The difference between machine learning and data science
There are distinctions, though. If we examine some sales data and find that customers from specific industries renew their contracts more frequently than others, the result is some numbers and graphs, not a specific action. Executives may then decide to alter their sales strategy based on those findings, but that decision is not autonomous. It would therefore be embarrassing to say that we are “using AI to improve our sales,” so the work is described as data science instead.
The distinction between machine learning and artificial intelligence is somewhat more subtle, and historically, ML has frequently been viewed as a subfield of AI. Computer vision, in particular, was a classic AI problem. However, more and more people believe that the ML field has largely “broken off” from AI. This is in part due to the backlash mentioned above. Most people who work on prediction problems dislike identifying themselves as AI researchers. It also helped that many significant ML advances originated in statistics, which is less prevalent in the rest of the AI field. This implies that we would advise against using the term “AI” if you can define the issue as “predicting Y from X.”
How do we use the three together?
At Spot Intelligence, we build natural language processing systems. We ingest documents and different forms of text and extract useful information. What is useful is very dependent on the client’s needs and the data provided. However, to complete these tasks, we would need skills drawn from all three of these fields.
We ingest data from a large variety of unstructured data and construct a dataset by running it through our NLP pipeline. We extract the text, images, locations of the text, headings, font sizes, and font styles to create a rich dataset ready to train an algorithm to predict what information is relevant for the task at hand.

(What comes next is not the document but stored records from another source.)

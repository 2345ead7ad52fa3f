//! Configuration validation.
//!
//! # Responsibilities
//! - Semantic validation (serde handles syntactic)
//! - Parse addresses and amounts once, before the ledger is deployed
//! - Validate value ranges (timeouts > 0, chain id > 0)
//!
//! # Design Decisions
//! - Returns all validation errors, not just first
//! - Validation is pure function: NodeConfig → Result<(), Vec<ValidationError>>
//! - Runs before config is accepted into the system

use std::fmt;
use std::net::SocketAddr;

use crate::config::schema::NodeConfig;

/// A single semantic problem in the configuration.
#[derive(Debug, Clone, PartialEq, Eq)]
pub struct ValidationError {
    pub field: &'static str,
    pub message: String,
}

impl ValidationError {
    fn new(field: &'static str, message: impl Into<String>) -> Self {
        Self {
            field,
            message: message.into(),
        }
    }
}

impl fmt::Display for ValidationError {
    fn fmt(&self, f: &mut fmt::Formatter<'_>) -> fmt::Result {
        write!(f, "{}: {}", self.field, self.message)
    }
}

/// Check every semantic constraint of `config`.
pub fn validate_config(config: &NodeConfig) -> Result<(), Vec<ValidationError>> {
    let mut errors = Vec::new();

    if config.listener.bind_address.parse::<SocketAddr>().is_err() {
        errors.push(ValidationError::new(
            "listener.bind_address",
            format!("'{}' is not a socket address", config.listener.bind_address),
        ));
    }
    if config.listener.request_timeout_secs == 0 {
        errors.push(ValidationError::new(
            "listener.request_timeout_secs",
            "must be greater than 0",
        ));
    }
    if config.listener.max_body_bytes == 0 {
        errors.push(ValidationError::new(
            "listener.max_body_bytes",
            "must be greater than 0",
        ));
    }

    if config.token.name.trim().is_empty() {
        errors.push(ValidationError::new("token.name", "must not be empty"));
    }
    if config.token.symbol.trim().is_empty() {
        errors.push(ValidationError::new("token.symbol", "must not be empty"));
    }
    if let Err(e) = config.token.parsed_initial_supply() {
        errors.push(ValidationError::new("token.initial_supply", e));
    }
    match config.token.parsed_initial_holder() {
        Ok(holder) if holder.is_zero() => {
            errors.push(ValidationError::new(
                "token.initial_holder",
                "must not be the zero address",
            ));
        }
        Ok(_) => {}
        Err(e) => errors.push(ValidationError::new("token.initial_holder", e)),
    }

    if config.domain.name.trim().is_empty() {
        errors.push(ValidationError::new("domain.name", "must not be empty"));
    }
    if config.domain.version.trim().is_empty() {
        errors.push(ValidationError::new("domain.version", "must not be empty"));
    }
    if config.domain.chain_id == 0 {
        errors.push(ValidationError::new("domain.chain_id", "must be greater than 0"));
    }
    if let Err(e) = config.domain.parsed_verifying_contract() {
        errors.push(ValidationError::new("domain.verifying_contract", e));
    }

    if let Some(key) = &config.api.api_key {
        if key.trim().is_empty() {
            errors.push(ValidationError::new("api.api_key", "must not be empty when set"));
        }
    }
    if config.admin.enabled && config.admin.api_key.trim().is_empty() {
        errors.push(ValidationError::new(
            "admin.api_key",
            "must be set when admin is enabled",
        ));
    }

    if config.observability.metrics_enabled
        && config.observability.metrics_address.parse::<SocketAddr>().is_err()
    {
        errors.push(ValidationError::new(
            "observability.metrics_address",
            format!(
                "'{}' is not a socket address",
                config.observability.metrics_address
            ),
        ));
    }

    if config.persistence.snapshot_path.is_some() && config.persistence.snapshot_interval_secs == 0
    {
        errors.push(ValidationError::new(
            "persistence.snapshot_interval_secs",
            "must be greater than 0 when snapshot_path is set",
        ));
    }

    if errors.is_empty() {
        Ok(())
    } else {
        Err(errors)
    }
}

#[cfg(test)]
mod tests {
    use super::*;

    #[test]
    fn test_default_config_is_valid() {
        assert!(validate_config(&NodeConfig::default()).is_ok());
    }

    #[test]
    fn test_collects_all_errors() {
        let mut config = NodeConfig::default();
        config.domain.chain_id = 0;
        config.domain.verifying_contract = "not-an-address".to_string();
        config.token.initial_supply = "12abc".to_string();
        config.token.initial_holder = "0x0000000000000000000000000000000000000000".to_string();

        let errors = validate_config(&config).unwrap_err();
        let fields: Vec<_> = errors.iter().map(|e| e.field).collect();
        assert_eq!(errors.len(), 4);
        assert!(fields.contains(&"domain.chain_id"));
        assert!(fields.contains(&"domain.verifying_contract"));
        assert!(fields.contains(&"token.initial_supply"));
        assert!(fields.contains(&"token.initial_holder"));
    }

    #[test]
    fn test_snapshot_interval_required() {
        let mut config = NodeConfig::default();
        config.persistence.snapshot_path = Some("ledger.json".to_string());
        config.persistence.snapshot_interval_secs = 0;

        let errors = validate_config(&config).unwrap_err();
        assert_eq!(errors[0].field, "persistence.snapshot_interval_secs");
    }
}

Once our algorithm has extracted useful information from a new document, it needs to decide how to take action. Is the confidence interval of the data high enough for the use case? For example, for financial documents, there needs to be more certainty than when dealing with social data like Facebook or Twitter messages. A misplaced comma can be detrimental in financial statement analysis, while this is negligible in a tweet. Taking the appropriate action with the given information within the system is a use case of AI.

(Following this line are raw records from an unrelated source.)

fn profile_post(ctx: &mut Ctx<'_>, form: &Form) -> Handled {
    let submitted = ProfileForm {
        full_name: field(form, "full_name"),
        age: field(form, "age"),
        gender: field(form, "gender"),
        height: field(form, "height"),
        weight: field(form, "weight"),
        activity_level: field(form, "activity_level"),
        primary_goal: field(form, "primary_goal"),
        target_weight: field(form, "target_weight"),
        diet_preference: field(form, "diet_preference"),
        weekly_goal: field(form, "weekly_goal"),
        health_conditions: field(form, "health_conditions"),
    };

    let input = match submitted.validate() {
        Ok(input) => input,
        Err(e) => {
            let notice = Notice::error(e.to_string());
            return Ok(html(ctx, "Profile", &forms::profile_form(&submitted, None, Some(&notice))));
        }
    };

    let body = if field(form, "action") == "preview" {
        let notice = Notice::info("Preview only. Press Save to store these targets.");
        forms::profile_form(&submitted, Some(&input.goals()), Some(&notice))
    } else {
        match goals::save_profile(ctx.client, &input) {
            Ok(saved) => {
                let notice = Notice::success("Profile saved.");
                forms::profile_form(
                    &ProfileForm::from_profile(&saved),
                    Some(&MacroGoals::from_profile(&saved)),
                    Some(&notice),
                )
            }
            Err(e) if e.requires_login() => return Err(e),
            Err(e) => {
                let notice = Notice::error(e.user_message());
                forms::profile_form(&submitted, Some(&input.goals()), Some(&notice))
            }
        }
    };
    Ok(html(ctx, "Profile", &body))
}

#[cfg(test)]
mod tests {
    use super::*;

    fn form(pairs: &[(&str, &str)]) -> Form {
        pairs
            .iter()
            .map(|(k, v)| (k.to_string(), v.to_string()))
            .collect()
    }

    fn apple() -> NutritionPreview {
        NutritionPreview {
            food_id: "35718".into(),
            food_name: "Apple".into(),
            brand_name: None,
            serving_description: "1 medium".into(),
            calories: 95.0,
            protein: 0.5,
            carbs: 25.0,
            fat: 0.3,
        }
    }

    #[test]
    fn selected_food_supplies_macros() {
        let f = form(&[("meal_type", "Snack"), ("quantity", "2"), ("food_id", "35718")]);
        let meal = meal_from_form(&f, Some(&apple()));
        assert_eq!(meal.meal_type, "snack");
        assert_eq!(meal.food_name, "Apple");
        assert_eq!(meal.calories, 190.0);
        assert_eq!(meal.food_id, "35718");
    }

    #[test]
    fn typed_meal_ignores_stale_selection() {
        let f = form(&[
            ("meal_type", "lunch"),
            ("quantity", "1"),
            ("food_id", "999"),
            ("food_name", "Soup"),
            ("calories", "120"),
        ]);
        let meal = meal_from_form(&f, Some(&apple()));
        assert_eq!(meal.food_name, "Soup");
        assert_eq!(meal.calories, 120.0);
        assert_eq!(meal.fat, 0.0);
        assert!(meal.food_id.is_empty());
    }

    #[test]
    fn missing_calories_fail_validation() {
        let f = form(&[("meal_type", "lunch"), ("quantity", "1"), ("food_name", "Soup")]);
        assert!(meal_from_form(&f, None).validate().is_err());
    }

    #[test]
    fn split_error_keeps_login_errors() {
        let err = anyhow::Error::from(ApiError::Unauthorized);
        assert!(matches!(split_error(err), Err(ApiError::Unauthorized)));

        let err = anyhow::Error::from(ApiError::Status {
            status: 404,
            message: "Food not found".into(),
        });
        assert_eq!(split_error(err).unwrap(), "Food not found");

        let err = anyhow::anyhow!("Quantity must be greater than zero");
        assert_eq!(split_error(err).unwrap(), "Quantity must be greater than zero");
    }
}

We often find that when new types of documents appear, the system’s performance goes down, with some false negatives where data that should be picked up isn’t being found. After analyzing these new documents, we gained the insight that the rate of false negatives depends on the quality of the scanned document.
We realize that most of our training data were limited to documents that were computer generated and so much easier to parse. We would then go back to the preprocessing steps in our pipeline and add more noise to our training dataset that then feeds into the machine learning algorithm to improve the overall accuracy of the model.
- The differences between artificial intelligence, machine learning, and data science lead to an interesting discussion. The opinions in this article are our own, and we understand others might use other definitions and have other opinions. Let us know in the comments what your view on the matter is and whether you view yourself as an AI, ML, or data science practitioner.
- Having common definitions in the industry is useful as it allows us to communicate more effectively and write job ads that better represent the work candidates will be doing when applying for roles.
- When seeking companies to collaborate with, it becomes essential to understand how they work in these three distinct areas. Always ask these questions. What insight will you get? What will be predicted? And what actions will or can be taken?